Sir John Key being used in fake NZ Herald bitcoin article

A screenshot of the website
A screenshot of the website

A fake article proclaiming to help make "thousands of new millionaires" is using the face of former Prime Minister Sir John Key to lure in users.

Posted on a fake New Zealand Herald website, the article says Sir John has teamed up with "Richard Branson, Bill Gates and Warren Buffet, among other billionaire business moguls" to invest in bitcoin.

The article says Sir John told Bloomberg he invested $1000 to make $300 million seven years later. Searching for the quote on the Bloomberg website produces zero results.

"Bitcoin has jumped in price from 10 cents to $4000 per coin. I was lucky enough to discover and invest early on," the article reads.

"I purchased a mere $1000 and followed the bitcoin loophole system, and now seven years later my $1000 investment is worth $300 million. It's funny to think how that $1000 has grown to become my biggest asset."

The quote in the headline attributed to Sir John is actually from Sir Richard Branson.
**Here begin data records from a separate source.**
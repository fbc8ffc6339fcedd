//! Integration tests for grid pathfinding

use rand::{rngs::StdRng, Rng, SeedableRng};
use vigil_ai::prelude::*;

fn assert_well_formed(path: &[Cell], start: Cell, goal: Cell, map: &TileMap) {
    assert_eq!(path.first(), Some(&start));
    assert_eq!(path.last(), Some(&goal));
    for step in path.windows(2) {
        assert!((step[0].col - step[1].col).abs() <= 1);
        assert!((step[0].row - step[1].row).abs() <= 1);
    }
    assert!(path
        .iter()
        .all(|&cell| map.get(cell).map_or(false, TileKind::is_passable)));
}

#[test]
fn open_grid_takes_diagonal_route() {
    let map = TileMap::new(10, 10, TileKind::Air);
    let start = Cell::new(0, 0);
    let goal = Cell::new(9, 9);

    for heuristic in [Heuristic::Manhattan, Heuristic::Euclidean] {
        let path = find_path(start, goal, &map, heuristic).unwrap();
        assert_eq!(path.len(), 10, "{:?}: {:?}", heuristic, path);
        assert_well_formed(&path, start, goal, &map);

        let mut cumulative = 0.0;
        for i in 1..path.len() {
            let next = path_cost(&path[..=i], &map, heuristic);
            assert!(next >= cumulative);
            cumulative = next;
        }
    }
}

#[test]
fn full_wall_reports_no_path() {
    let mut map = TileMap::new(10, 10, TileKind::Air);
    for row in 0..10 {
        map.set(Cell::new(5, row), TileKind::Mountain).unwrap();
    }

    for heuristic in [Heuristic::Manhattan, Heuristic::Euclidean] {
        match find_path(Cell::new(0, 0), Cell::new(9, 9), &map, heuristic) {
            Err(AiError::Unreachable { start, goal }) => {
                assert_eq!(start, Cell::new(0, 0));
                assert_eq!(goal, Cell::new(9, 9));
            }
            other => panic!("expected no path, got {:?}", other),
        }
    }
}

#[test]
fn wall_with_gap_is_routed_around() {
    let mut map = TileMap::new(10, 10, TileKind::Air);
    for row in 1..10 {
        map.set(Cell::new(5, row), TileKind::Mountain).unwrap();
    }

    let start = Cell::new(0, 9);
    let goal = Cell::new(9, 9);
    let path = find_path(start, goal, &map, Heuristic::Euclidean).unwrap();

    assert_well_formed(&path, start, goal, &map);
    assert!(path.contains(&Cell::new(5, 0)));
}

#[test]
fn map_from_codes_feeds_search() {
    let map = TileMap::from_codes(&[
        [0u8, 0, 0, 0, 0],
        [0, 4, 4, 4, 0],
        [0, 4, 0, 4, 0],
        [0, 4, 4, 4, 0],
        [0, 0, 0, 0, 0],
    ])
    .unwrap();

    // Enclosed centre cell
    assert!(find_path(Cell::new(0, 0), Cell::new(2, 2), &map, Heuristic::Manhattan).is_err());

    let path = find_path(Cell::new(0, 0), Cell::new(4, 4), &map, Heuristic::Manhattan).unwrap();
    assert_well_formed(&path, Cell::new(0, 0), Cell::new(4, 4), &map);
}

#[test]
fn random_maps_never_cross_mountains() {
    let mut rng = StdRng::seed_from_u64(7);

    for _ in 0..100 {
        let mut map = TileMap::new(12, 12, TileKind::Air);
        for row in 0..12 {
            for col in 0..12 {
                let kind = TileKind::from_code(rng.gen_range(0..5)).unwrap_or_default();
                map.set(Cell::new(col, row), kind).unwrap();
            }
        }
        let start = Cell::new(0, 0);
        let goal = Cell::new(11, 11);
        map.set(start, TileKind::Air).unwrap();
        map.set(goal, TileKind::Air).unwrap();

        for heuristic in [Heuristic::Manhattan, Heuristic::Euclidean] {
            match find_path(start, goal, &map, heuristic) {
                Ok(path) => assert_well_formed(&path, start, goal, &map),
                Err(AiError::Unreachable { .. }) => {}
                Err(other) => panic!("unexpected error {}", other),
            }
        }
    }
}

#[test]
fn corrected_grass_diagonal_changes_route() {
    // Grass in the middle of open air. Entering it diagonally costs
    // sqrt(2) instead of sqrt(2) + 1, which makes crossing it cheaper than
    // walking around it.
    let map = TileMap::from_codes(&[[0u8, 0, 0], [0, 1, 0], [0, 0, 0]]).unwrap();
    let start = Cell::new(0, 0);
    let goal = Cell::new(2, 2);

    let path = find_path(start, goal, &map, Heuristic::Euclidean).unwrap();
    assert_eq!(path, vec![start, Cell::new(1, 1), goal]);
    let cost = path_cost(&path, &map, Heuristic::Euclidean);
    assert!((cost - std::f32::consts::SQRT_2).abs() < 1e-5, "cost {}", cost);

    // The detour the uncorrected costs would prefer is dearer
    let detour = [start, Cell::new(1, 0), Cell::new(2, 1), goal];
    assert!(path_cost(&detour, &map, Heuristic::Euclidean) > cost);
}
The scam appears to be promoting what it calls the "bitcoin loophole" - a programme that supposedly allows users to make money on bitcoin with little effort or technical knowhow.
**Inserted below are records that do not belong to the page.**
//! Steering behaviours
//!
//! Every behaviour returns a steering acceleration: the change this tick
//! needed to move the current velocity toward a desired velocity.

use serde::{Deserialize, Serialize};
use vigil_math::{radians, Vec2};
use vigil_physics::{line_circle, Circle, Probe, Rigidbody};

/// Accelerate toward `target` at `max_speed`
///
/// At the target itself the desired velocity is zero, so the result brakes.
#[inline]
pub fn seek(target: Vec2, position: Vec2, velocity: Vec2, max_speed: f32) -> Vec2 {
    (target - position).normalize() * max_speed - velocity
}

/// Accelerate directly away from `target` at `max_speed`
#[inline]
pub fn flee(target: Vec2, position: Vec2, velocity: Vec2, max_speed: f32) -> Vec2 {
    (position - target).normalize() * max_speed - velocity
}

/// Seek that slows down near the target
///
/// Full speed outside `slow_radius`, linearly scaled inside it and zero
/// within `arrive_radius`.
pub fn arrive(
    target: Vec2,
    position: Vec2,
    velocity: Vec2,
    max_speed: f32,
    slow_radius: f32,
    arrive_radius: f32,
) -> Vec2 {
    let to_target = target - position;
    let distance = to_target.length();

    let desired_speed = if distance > slow_radius {
        max_speed
    } else if distance > arrive_radius {
        max_speed * (distance / slow_radius)
    } else {
        0.0
    };

    to_target.normalize() * desired_speed - velocity
}

/// Probe-based obstacle avoidance
///
/// Each probe casts a ray from the body along its velocity rotated by the
/// probe angle. The first probe (in order) that touches any obstacle wins:
/// the velocity is turned away from that probe's side by
/// `angular_speed * dt` and the acceleration producing that turn is
/// returned. Detections are never blended.
pub fn avoid(body: &Rigidbody, dt: f32, obstacles: &[Circle], probes: &[Probe]) -> Vec2 {
    if dt <= 0.0 || body.velocity.length_squared() == 0.0 {
        return Vec2::ZERO;
    }

    let heading = body.velocity.normalize();
    let triggered = probes.iter().find(|probe| {
        let end = body.position + heading.rotate(radians(probe.angle)) * probe.length;
        obstacles
            .iter()
            .any(|obstacle| line_circle(body.position, end, obstacle.position, obstacle.radius))
    });

    match triggered {
        Some(probe) => {
            let turn_sign = if probe.angle >= 0.0 { -1.0 } else { 1.0 };
            let turned = heading.rotate(body.angular_speed * turn_sign * dt) * body.speed();
            (turned - body.velocity) / dt
        }
        None => Vec2::ZERO,
    }
}

/// Configurable target-following behaviour
#[derive(Debug, Clone, Copy, PartialEq, Serialize, Deserialize)]
#[serde(tag = "type", rename_all = "lowercase")]
pub enum SteeringBehavior {
    Seek,
    Flee,
    Arrive { slow_radius: f32, arrive_radius: f32 },
}

impl Default for SteeringBehavior {
    fn default() -> Self {
        Self::Seek
    }
}

impl SteeringBehavior {
    /// Arrive with the default slowing/stopping radii (100 / 25)
    pub fn arrive() -> Self {
        Self::Arrive {
            slow_radius: 100.0,
            arrive_radius: 25.0,
        }
    }

    /// Calculate the steering acceleration toward (or away from) `target`
    pub fn calculate(&self, target: Vec2, position: Vec2, velocity: Vec2, max_speed: f32) -> Vec2 {
        match *self {
            Self::Seek => seek(target, position, velocity, max_speed),
            Self::Flee => flee(target, position, velocity, max_speed),
            Self::Arrive {
                slow_radius,
                arrive_radius,
            } => arrive(target, position, velocity, max_speed, slow_radius, arrive_radius),
        }
    }
}

#[cfg(test)]
mod tests {
    use super::*;
    use approx::assert_relative_eq;

    #[test]
    fn test_seek() {
        let acc = seek(Vec2::new(10.0, 0.0), Vec2::ZERO, Vec2::ZERO, 5.0);
        assert_eq!(acc, Vec2::new(5.0, 0.0));

        // Cancels current velocity
        let acc = seek(Vec2::new(10.0, 0.0), Vec2::ZERO, Vec2::new(0.0, 3.0), 5.0);
        assert_eq!(acc, Vec2::new(5.0, -3.0));
    }

    #[test]
    fn test_seek_at_target_brakes() {
        let velocity = Vec2::new(2.0, 1.0);
        let acc = seek(Vec2::ONE, Vec2::ONE, velocity, 5.0);
        assert!(acc.is_finite());
        assert_eq!(acc, -velocity);
    }

    #[test]
    fn test_flee() {
        let acc = flee(Vec2::new(10.0, 0.0), Vec2::ZERO, Vec2::ZERO, 5.0);
        assert_eq!(acc, Vec2::new(-5.0, 0.0));
    }

    #[test]
    fn test_arrive_slows_down() {
        let far = arrive(Vec2::new(500.0, 0.0), Vec2::ZERO, Vec2::ZERO, 10.0, 100.0, 25.0);
        let near = arrive(Vec2::new(50.0, 0.0), Vec2::ZERO, Vec2::ZERO, 10.0, 100.0, 25.0);
        let inside = arrive(Vec2::new(10.0, 0.0), Vec2::ZERO, Vec2::new(1.0, 0.0), 10.0, 100.0, 25.0);

        assert_relative_eq!(far.x, 10.0);
        assert_relative_eq!(near.x, 5.0);
        assert_eq!(inside, Vec2::new(-1.0, 0.0));
    }

    fn moving_right() -> Rigidbody {
        let mut body = Rigidbody::at(Vec2::ZERO).with_angular_speed(1.0);
        body.velocity = Vec2::new(10.0, 0.0);
        body
    }

    #[test]
    fn test_avoid_without_obstacles_is_zero() {
        let probes = vec![Probe::new(15.0, 100.0), Probe::new(-15.0, 100.0)];
        assert_eq!(avoid(&moving_right(), 0.1, &[], &probes), Vec2::ZERO);
    }

    #[test]
    fn test_avoid_turns_away_from_left_probe() {
        let body = moving_right();
        // Obstacle up and to the left (counter-clockwise side)
        let obstacles = vec![Circle::new(Vec2::new(80.0, 25.0), 5.0)];
        let probes = vec![Probe::new(15.0, 100.0), Probe::new(-15.0, 100.0)];

        let acc = avoid(&body, 0.1, &obstacles, &probes);
        let turned = body.velocity + acc * 0.1;

        // Clockwise turn of angular_speed * dt, speed preserved
        assert_relative_eq!(body.velocity.angle_to(turned), -0.1, epsilon = 1e-4);
        assert_relative_eq!(turned.length(), 10.0, epsilon = 1e-4);
    }

    #[test]
    fn test_avoid_first_probe_wins() {
        let body = moving_right();
        // Both probes see the obstacle dead ahead; declared order decides
        let obstacles = vec![Circle::new(Vec2::new(60.0, 0.0), 30.0)];

        let right_first = vec![Probe::new(-15.0, 100.0), Probe::new(15.0, 100.0)];
        let acc = avoid(&body, 0.1, &obstacles, &right_first);
        assert!(acc.y > 0.0);

        let left_first = vec![Probe::new(15.0, 100.0), Probe::new(-15.0, 100.0)];
        let acc = avoid(&body, 0.1, &obstacles, &left_first);
        assert!(acc.y < 0.0);
    }

    #[test]
    fn test_avoid_at_rest_is_zero() {
        let body = Rigidbody::at(Vec2::ZERO).with_angular_speed(1.0);
        let obstacles = vec![Circle::new(Vec2::ZERO, 30.0)];
        assert_eq!(avoid(&body, 0.1, &obstacles, &[Probe::new(0.0, 50.0)]), Vec2::ZERO);
    }

    #[test]
    fn test_behavior_dispatch() {
        let target = Vec2::new(0.0, 100.0);
        assert_eq!(
            SteeringBehavior::Seek.calculate(target, Vec2::ZERO, Vec2::ZERO, 2.0),
            Vec2::new(0.0, 2.0)
        );
        assert_eq!(
            SteeringBehavior::Flee.calculate(target, Vec2::ZERO, Vec2::ZERO, 2.0),
            Vec2::new(0.0, -2.0)
        );
        let arrive = SteeringBehavior::arrive().calculate(target, Vec2::ZERO, Vec2::ZERO, 2.0);
        assert_relative_eq!(arrive.y, 2.0);
    }
}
The website has mimicked the NZ Herald website but has multiple inaccuracies, including broken links, a current date of Monday, August 28, 2017 and a fake comment section.

The website is appearing via a promoted post on Twitter from by an account called "Ralf Setzer".

A screenshot of the promoted tweet
A screenshot of the promoted tweet

The account does not appear to have any connection to New Zealand and appears to mostly tweet in German.

Sir John's current fortune is estimated at $65 million due to his earlier work as a finance trader, not quite the $300 million claimed in the article.